|
KISSADAN
HİSSE (C - D)
Tanınmış büyük evlîyadan
Mevlânâ Celâleddîn-i Rûmî (rahmetullahi teâlâ aleyh) Ezân-ı şerîf
okunmaya başladığı zaman, ya ayakta durur veya dizi üstüne oturarak huşû içinde
dinlerdi. Bitince de ezân-ı şerîf duâsını okuyup, salevât-ı şerîfe söylerdi.
Sonra namaza kalkar, talebelerine, namazı vaktinde kılmalarını tavsiye ederdi.

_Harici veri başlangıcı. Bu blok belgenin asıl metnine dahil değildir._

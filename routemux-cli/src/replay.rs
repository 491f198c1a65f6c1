//! Scenario replay against the routing actor

use std::sync::Arc;

use anyhow::Result;
use route_mux::{CycleMasks, CycleReport, RoutingHandle};
use route_sim::{ActionLog, BuiltTopology, RouteAction, ScenarioStep};
use route_types::{DeviceMask, Direction, IoStream, RouteKey};
use tracing::{info, warn};

/// Drives a built topology through the routing actor
pub struct Replayer {
    routing: RoutingHandle,
    topology: BuiltTopology,
    log: ActionLog,
    cycle: u32,
}

impl Replayer {
    /// Create a replayer; call [`register`](Self::register) before replaying
    pub fn new(routing: RoutingHandle, topology: BuiltTopology, log: ActionLog) -> Self {
        Self {
            routing,
            topology,
            log,
            cycle: 0,
        }
    }

    /// Hand every route and startup stream to the actor
    pub async fn register(&mut self) -> Result<()> {
        for route in std::mem::take(&mut self.topology.routes) {
            if !self.routing.add_route(Box::new(route)).await? {
                warn!("A route of the topology was rejected, see above");
            }
        }

        let streams: Vec<Arc<dyn IoStream>> = self
            .topology
            .streams()
            .map(|s| Arc::clone(s) as Arc<dyn IoStream>)
            .collect();
        for stream in streams {
            self.routing.add_stream(stream).await?;
        }
        Ok(())
    }

    /// Apply one scenario step
    pub async fn apply(&mut self, step: &ScenarioStep) -> Result<()> {
        match step {
            ScenarioStep::Reconsider { force } => {
                self.reconsider(*force).await?;
            }
            ScenarioStep::StartStream { stream } => {
                self.topology.stream(stream)?.set_started(true);
            }
            ScenarioStep::StopStream { stream } => {
                self.topology.stream(stream)?.set_started(false);
            }
            ScenarioStep::AttachStream { stream } => {
                let stream = self.topology.stream(stream)?;
                self.routing.add_stream(stream).await?;
            }
            ScenarioStep::DetachStream { stream } => {
                let stream = self.topology.stream(stream)?;
                self.routing.remove_stream(stream).await?;
            }
            ScenarioStep::ConnectDevice { device } => {
                self.device(*device, true).await?;
            }
            ScenarioStep::DisconnectDevice { device } => {
                self.device(*device, false).await?;
            }
            ScenarioStep::RequestReflow { route } => {
                for control in self.topology.controls(route)? {
                    control.request_reflow();
                }
            }
            ScenarioStep::RequestRepath { route } => {
                for control in self.topology.controls(route)? {
                    control.request_repath();
                }
            }
            ScenarioStep::FailRoute { route, fail } => {
                for control in self.topology.controls(route)? {
                    control.set_fail_on_route(*fail);
                }
            }
            ScenarioStep::Dump => {
                print!("{}", self.dump().await?);
            }
        }
        Ok(())
    }

    async fn device(&self, device: DeviceMask, connected: bool) -> Result<()> {
        info!(
            "Device {} {}",
            device,
            if connected { "connected" } else { "disconnected" }
        );
        self.routing
            .device_connection_state(device, connected)
            .await?;
        Ok(())
    }

    /// Run one cycle and print its outcome
    pub async fn reconsider(&mut self, force: bool) -> Result<CycleReport> {
        self.cycle += 1;
        let report = self.routing.reconsider(force).await?;
        print_report(self.cycle, &report, &self.log);
        Ok(report)
    }

    /// Registry dump from the actor
    pub async fn dump(&self) -> Result<String> {
        Ok(self.routing.dump().await?)
    }

    /// Masks of both directions after the last cycle
    pub async fn masks(&self) -> Result<CycleMasks> {
        Ok(self.routing.masks().await?)
    }

    /// Stop the routing actor
    pub async fn shutdown(&self) -> Result<()> {
        Ok(self.routing.shutdown().await?)
    }
}

fn print_report(cycle: u32, report: &CycleReport, log: &ActionLog) {
    let keys = |keys: &[RouteKey]| {
        keys.iter()
            .map(|k| k.as_str())
            .collect::<Vec<_>>()
            .join(", ")
    };

    println!(
        "cycle {}: {} ({} bound)",
        cycle,
        if report.changed { "changed" } else { "unchanged" },
        report.bound
    );
    for direction in Direction::ALL {
        let m = &report.masks[direction];
        println!(
            "  {:<6} enabled {} prev {} reflow {} repath {}",
            direction.name(),
            m.enabled_routes(),
            m.prev_enabled_routes(),
            m.need_reflow_routes(),
            m.need_repath_routes()
        );
    }
    if !report.disabled.is_empty() {
        println!("  disabled: {}", keys(&report.disabled));
    }
    if !report.enabled.is_empty() {
        println!("  enabled:  {}", keys(&report.enabled));
    }
    for (key, e) in &report.failed {
        println!("  failed:   {} ({})", key, e);
    }
    for record in log.drain() {
        match record.action {
            RouteAction::StreamBound { .. } => {}
            action => println!("  device:   {} {:?}", record.route, action),
        }
    }
}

Buyururdu ki: Belh şehrinde bir kimse vardı. Her ne zaman ezân okunmaya başlasa
bütün işini bırakır, iki dizi üstüne gelerek otururdu. Ezânı, mütevâzî bir hâlde
dinler, bitince salevât-ı şerîfe getirir, ezân duâsını okurdu. Sonra araya bir
iş karıştırmadan hemen namazını kılardı. Bu kimse devamlı böyle yapar, hiç bu
âdetini bozmazdı. Nihâyet bir gün vefât etti. Cenâzesini teneşirde yıkarken
ezân-ı şerîf okunmaya başladı. Cenâze birden doğruldu, ezân bitinceye kadar diz
üstü oturarak hareketsiz bekledi. Sonra tekrar yattı. Cenâzeyi kabre
koyduklarında, suâl melekleri geldiler. Bu sırada onlara Allahü teâlâdan; "O
kulum, ismim anıldığı zaman, ismimi aziz tutarak hürmetle beklerdi. Siz de onu
ziyâret edip aziz tutun." hitâbı geldi.
Deyr-i Eflâtun yâni Eflâtun
Kilisesinde bir kimse vardı. Üzerine râhip elbisesi giyer, kiliseye gelenlere
İslâmiyetin üstünlüğünü anlatır, konuştuğu kimselerin müslüman olmasına vesîle
olmaya çalışırdı. Bu arada Mevlânâ hazretlerinin talebelerine de çok saygılı
davranırdı. Bir gün kendisine; "Senin, Mevlânâ'nın yakınlarına bu kadar hürmetli
olmanın, iltifât göstermenin sebebi nedir?" diye sordular. O da cevap olarak;
"Biz Mevlânâ'nın pekçok kerâmetlerini gördük. İsterseniz size içlerinden birini
anlatayım. Bir gün biz kırk papaz, cümlemiz Mevlânâ'ya bir suâl sormak için
giderken, kendisiyle bir fırının önünde karşılaştık. İçimizden biri; "Kur'ân-ı
kerîmde, Meryem sûresinin yetmiş birinci âyet-i kerîmesinin meâlinde;
"İçinizden, hiçbiri istisnâ edilmemek üzere, mutlaka Cehennem'e varacaktır. Bu,
Rabbinin katında kesinleşmiş bir hükümdür." Buyruluyor. Bu âyet-i kerîmeye göre,
müslüman olsun kâfir olsun, herkesin Cehennem'den geçeceği bildiriliyor. Mâdem
ki herkes Cehennem'e girecek, o zaman İslâmiyetin üstünlüğü nereden belli
olacaktır?" dedi. Mevlânâ; "Evet. Âyet-i kerîmede bildirildiği gibi, herkes
Cehennem'e uğrayacaktır. Müminler Cehennem'e uğradığında, Cehennem'in ateşi ona
tesir etmiyecektir. Hattâ Cehennem; "Ey mümin, çabuk geç, nûrun ateşimi
söndürüyor." diyecektir. Aynı ateş, Allahü teâlânın emriyle kâfiri yakacaktır.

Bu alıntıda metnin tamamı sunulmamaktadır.